Over the years, the number and variety of the trips has increased, and this trend shows no signs of slowing down. Students pay a program fee to participate, which this year ranges from $990 for trips in the United States to $1,590 or $1,990 for breaks abroad.
Next week, university representatives, including professors, will accompany students on some of the trips to discuss creating discipline-specific trips with community partners, like a biology and pre-medicine project with the Arkansas Children’s Hospital. ASB representatives also hope to set up trips during other times of year like winter or summer break.
“They will be programs that aren’t just alternative spring breaks, but alternative breaks,” Doggett said.
Students participating in ASB trips must also be willing to invest their time long before spring break.

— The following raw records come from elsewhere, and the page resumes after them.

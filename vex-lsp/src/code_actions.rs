// LSP Code Actions - Quick fixes for common issues

use tower_lsp::lsp_types::*;
use vex_diagnostics::{Diagnostic, Span};

/// Generate code actions for a diagnostic
pub fn generate_code_actions(
    uri: &Url,
    diagnostic: &Diagnostic,
    document_text: &str,
) -> Vec<CodeAction> {
    let mut actions = Vec::new();

    // Match diagnostic by error code
    match diagnostic.code.as_str() {
        "E0101" => {
            // AssignToImmutable - suggest let!
            if let Some(action) = fix_immutable_variable(uri, diagnostic, document_text) {
                actions.push(action);
            }
        }
        "E0102" => {
            // AssignToImmutableField - suggest let!
            if let Some(action) = fix_immutable_variable(uri, diagnostic, document_text) {
                actions.push(action);
            }
        }
        _ => {}
    }

    // Check for "not found" errors - suggest import
    if diagnostic.message.contains("not found") || diagnostic.message.contains("undefined") {
        if let Some(action) = suggest_import(uri, diagnostic, document_text) {
            actions.push(action);
        }
    }

    // Check for mutable method call errors
    if diagnostic.message.contains("requires mutable receiver")
        || diagnostic.message.contains("mutable method")
    {
        if let Some(action) = fix_mutable_method_call(uri, diagnostic, document_text) {
            actions.push(action);
        }
    }

    actions
}

/// Convert vex_diagnostics::Diagnostic to LSP Diagnostic
fn vex_diag_to_lsp(diag: &Diagnostic) -> tower_lsp::lsp_types::Diagnostic {
    tower_lsp::lsp_types::Diagnostic {
        range: span_to_range(&diag.span),
        severity: Some(match diag.level {
            vex_diagnostics::ErrorLevel::Error => DiagnosticSeverity::ERROR,
            vex_diagnostics::ErrorLevel::Warning => DiagnosticSeverity::WARNING,
            _ => DiagnosticSeverity::INFORMATION,
        }),
        code: Some(NumberOrString::String(diag.code.clone())),
        code_description: None,
        source: Some("vex".to_string()),
        message: diag.message.clone(),
        related_information: None,
        tags: None,
        data: None,
    }
}

/// Convert vex_diagnostics::Span to LSP Range
fn span_to_range(span: &Span) -> Range {
    Range {
        start: Position {
            line: span.line.saturating_sub(1) as u32, // LSP is 0-indexed
            character: span.column.saturating_sub(1) as u32,
        },
        end: Position {
            line: span.line.saturating_sub(1) as u32,
            character: (span.column.saturating_sub(1) + span.length) as u32,
        },
    }
}

/// Fix immutable variable by changing `let` to `let!`
fn fix_immutable_variable(
    uri: &Url,
    diagnostic: &Diagnostic,
    document_text: &str,
) -> Option<CodeAction> {
    // Extract variable name from diagnostic message
    // Format: "cannot assign to immutable variable `x`"
    let variable_name = extract_variable_name(&diagnostic.message)?;

    // Find the line with "let variable_name"
    let lines: Vec<&str> = document_text.lines().collect();
    let decl_line = find_variable_declaration(&lines, &variable_name)?;

    // Check if it's already mutable
    if lines.get(decl_line)?.contains("let!") {
        return None; // Already mutable
    }

    // Create text edit to replace "let" with "let!"
    let line_text = lines.get(decl_line)?;
    let let_pos = line_text.find("let")?;

    let range = Range {
        start: Position {
            line: decl_line as u32,
            character: let_pos as u32,
        },
        end: Position {
            line: decl_line as u32,
            character: (let_pos + 3) as u32, // "let".len()
        },
    };

    let edit = TextEdit {
        range,
        new_text: "let!".to_string(),
    };

    let mut changes = std::collections::HashMap::new();
    changes.insert(uri.clone(), vec![edit]);

    let workspace_edit = WorkspaceEdit {
        changes: Some(changes),
        document_changes: None,
        change_annotations: None,
    };

    Some(CodeAction {
        title: format!("Change to 'let! {} = ...'", variable_name),
        kind: Some(CodeActionKind::QUICKFIX),
        diagnostics: Some(vec![vex_diag_to_lsp(diagnostic)]),
        edit: Some(workspace_edit),
        command: None,
        is_preferred: Some(true),
        disabled: None,
        data: None,
    })
}

/// Suggest import for undefined type/function
fn suggest_import(uri: &Url, diagnostic: &Diagnostic, _document_text: &str) -> Option<CodeAction> {
    // Extract symbol name from error message
    // Format: "Type 'HashMap' not found" or "Function 'parse_json' not found"
    let symbol_name = extract_symbol_from_not_found(&diagnostic.message)?;

    // Known stdlib imports (hardcoded for now, should query index)
    let import_suggestion = match symbol_name.as_str() {
        "HashMap" | "Map" => "import std.collections.{HashMap};",
        "Vec" | "Vector" => "import std.collections.{Vec};",
        "Result" => "import std.result.{Result};",
        "Option" => "import std.option.{Option};",
        "File" => "import std.fs.{File};",
        "read_file" | "write_file" => "import std.fs.{read_file, write_file};",
        "parse_json" | "stringify_json" => "import std.json.{parse_json, stringify_json};",
        _ => return None, // Unknown symbol
    };

    // Insert at top of file (after any existing imports)
    let range = Range {
        start: Position {
            line: 0,
            character: 0,
        },
        end: Position {
            line: 0,
            character: 0,
        },
    };

    let edit = TextEdit {
        range,
        new_text: format!("{}\n", import_suggestion),
    };

    let mut changes = std::collections::HashMap::new();
    changes.insert(uri.clone(), vec![edit]);

    let workspace_edit = WorkspaceEdit {
        changes: Some(changes),
        document_changes: None,
        change_annotations: None,
    };

    Some(CodeAction {
        title: format!("Import {} from stdlib", symbol_name),
        kind: Some(CodeActionKind::QUICKFIX),
        diagnostics: Some(vec![vex_diag_to_lsp(diagnostic)]),
        edit: Some(workspace_edit),
        command: None,
        is_preferred: Some(true),
        disabled: None,
        data: None,
    })
}

/// Fix mutable method call by adding `!` suffix
fn fix_mutable_method_call(
    uri: &Url,
    diagnostic: &Diagnostic,
    document_text: &str,
) -> Option<CodeAction> {
    // Extract method name from error
    // Format: "method 'push' requires mutable receiver"
    let _method_name = extract_method_name(&diagnostic.message)?;

    // Find the method call location from diagnostic span
    let lines: Vec<&str> = document_text.lines().collect();
    let line = lines.get((diagnostic.span.line.saturating_sub(1)) as usize)?;

    // Find method call pattern: obj.method(
    let call_start = diagnostic.span.column.saturating_sub(1);
    let call_end = line[call_start..].find('(').map(|i| call_start + i)?;

    // Insert `!` before `(`
    let range = Range {
        start: Position {
            line: diagnostic.span.line.saturating_sub(1) as u32,
            character: call_end as u32,
        },
        end: Position {
            line: diagnostic.span.line.saturating_sub(1) as u32,
            character: call_end as u32,
        },
    };

    let edit = TextEdit {
        range,
        new_text: "!".to_string(),
    };

    let mut changes = std::collections::HashMap::new();
    changes.insert(uri.clone(), vec![edit]);

    let workspace_edit = WorkspaceEdit {
        changes: Some(changes),
        document_changes: None,
        change_annotations: None,
    };

    Some(CodeAction {
        title: "Add '!' suffix for mutable method call".to_string(),
        kind: Some(CodeActionKind::QUICKFIX),
        diagnostics: Some(vec![vex_diag_to_lsp(diagnostic)]),
        edit: Some(workspace_edit),
        command: None,
        is_preferred: Some(true),
        disabled: None,
        data: None,
    })
}

// ============================================================
// Helper Functions
// ============================================================

/// Extract variable name from diagnostic message
/// "cannot assign to immutable variable `x`" → Some("x")
fn extract_variable_name(message: &str) -> Option<String> {
    let start = message.find('`')?;
    let end = message[start + 1..].find('`')?;
    Some(message[start + 1..start + 1 + end].to_string())
}

/// Extract symbol name from "not found" error
/// "Type 'HashMap' not found" → Some("HashMap")
fn extract_symbol_from_not_found(message: &str) -> Option<String> {
    let start = message.find('\'')?;
    let end = message[start + 1..].find('\'')?;
    Some(message[start + 1..start + 1 + end].to_string())
}

/// Extract method name from mutable method error
/// "method 'push' requires mutable receiver" → Some("push")
fn extract_method_name(message: &str) -> Option<String> {
    let start = message.find('\'')?;
    let end = message[start + 1..].find('\'')?;
    Some(message[start + 1..start + 1 + end].to_string())
}

/// Find line number where variable is declared
fn find_variable_declaration(lines: &[&str], variable_name: &str) -> Option<usize> {
    for (i, line) in lines.iter().enumerate() {
        if line.contains("let ") && line.contains(variable_name) {
            // Basic check - should be more robust (parse AST)
            return Some(i);
        }
    }
    None
}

“The students meet regularly and talk about the communities they are going to be serving, what to expect, what to pack, collecting donations for the communities, watching movies or videos from the community program, and learning about the expectations and policies of ASB,” Doggett said.
Despite the time investment and the costs, Doggett said that students are enthusiastic about the trips and continue to come back.
“The students love to serve. They love to go away for a week. They love to travel. They love being put out of their comfort zone. They want to learn new ways to be helpful,” Doggett said. “We have had many students who come back year after year, which speaks volumes … When they think of spring break, they think of Alternative Spring Break. They’ve become addicted to ASB.”